¿Podemos imaginar que un día, de repente, ya no hubiera música?
En un mundo imaginario sin música, te levantarías rodeado de un incómodo silencio: no podrías sentirte el mejor cantante del mundo bajo la ducha, ni tararear melodías en el camino hacia el trabajo, mientras andas por la calle o esperas pacientemente en la parada del autobús; tomar algo en un bar con tus amigos sólo sería un diálogo con interferencias de decenas de conversaciones cruzadas, sin ese agradable fondo de canciones que se funden envolviendo palabras, risas o sentimientos.
Ceremonias, ritos y todo tipo de celebraciones, desde la más solemne y religiosa hasta la más sencilla y profana, perderían su magnificencia y color, huérfanas de melodías, voces e instrumentos; el inmenso placer de aprender a cantar y a tocar no existiría, así es que cientos de miles de pianos, violines y tantos otros instrumentos yacerían moribundos aplastados en vertederos, olvidados en sótanos oscuros y millones de partituras serían pasto de las llamas.
Tus recuerdos dejarían de teñirse de notas como lo hacen ahora: la canción del verano en la playa, el tema de aquella hermosa película, el disco que escuchabas cuando necesitabas quedarte soñando a solas…
La música vive bajo nuestra piel desde el latido mismo de nuestros corazones e impregna nuestros impulsos mentales y afectivos.
Si el hombre es un ser racional, el hombre es un ser musical; así, perseguimos sin cesar la armonía mental en nuestras vidas, y atribuimos la elegancia en las personas a la armonía de sus formas y en la expresividad de sus sentimientos.

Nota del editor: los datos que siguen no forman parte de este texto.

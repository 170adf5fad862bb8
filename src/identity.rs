use crate::error::Result;
use std::fs;
use std::path::{Path, PathBuf};
use uuid::Uuid;

/// Keeps the `opengpts_user_id` stable between invocations, the way the
/// browser app kept it in a long-lived cookie.
pub struct UserIdStore {
    path: PathBuf,
}

impl UserIdStore {
    pub fn new(path: impl Into<PathBuf>) -> Self {
        Self { path: path.into() }
    }

    /// `~/.cache/opengpts/user_id`
    pub fn default_location() -> Option<Self> {
        dirs::cache_dir().map(|dir| Self::new(dir.join("opengpts").join("user_id")))
    }

    pub fn path(&self) -> &Path {
        &self.path
    }

    pub fn load(&self) -> Option<String> {
        let contents = fs::read_to_string(&self.path).ok()?;
        let id = contents.trim();
        if id.is_empty() {
            None
        } else {
            Some(id.to_string())
        }
    }

    pub fn save(&self, user_id: &str) -> Result<()> {
        if let Some(parent) = self.path.parent() {
            fs::create_dir_all(parent)?;
        }
        fs::write(&self.path, user_id)?;
        Ok(())
    }

    pub fn load_or_create(&self) -> Result<String> {
        if let Some(id) = self.load() {
            return Ok(id);
        }
        let id = Uuid::new_v4().to_string();
        self.save(&id)?;
        tracing::debug!(path = %self.path.display(), "created new user id");
        Ok(id)
    }
}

Preferimos el buen tono con nuestra forma de saludar y de dirigirnos los unos a los otros, porque el mal tono siempre origina disputas e infelicidad; y tenemos claro que todas aquellas cosas que nos parecen erróneas o injustas nos suenan mal, mientras que las palabras amables en la tristeza, los buenos consejos ante la duda, las ideas nobles y positivas ante los problemas nos suenan a música celestial.
La música cumple funciones muy importantes en el mundo de los seres humanos: la más inmediata es su función afectiva, que la lleva, a veces con apenas unas notas o un simple ritmo, a sumirnos en una profunda melancolía o provocar una euforia irrefrenable.
Su poder de atracción es ilimitado, y no hay ser humano que, inconscientemente, no distraiga sus pensamientos al oír salir música de un balcón, ni pueda evitar pararse a escuchar al violinista, guitarrista, etc. que nos regala sus notas en la esquina de una plaza o en una estación del metro; los niños permanecen embelesados ante cualquier manifestación musical, y el bebé más enfadado acaba sucumbiendo ante el dulce encanto de una nana.
La mayoría de nuestras experiencias vitales se vinculan a la música, hasta el punto en que la simple escucha de determinadas melodías puede desencadenar en nosotros un torrente de recuerdos de una tarde, un verano, una persona, o a veces de toda una época de nuestra vida.
Dejemos que Dios y la música sigan envolviéndonos y humanizándonos.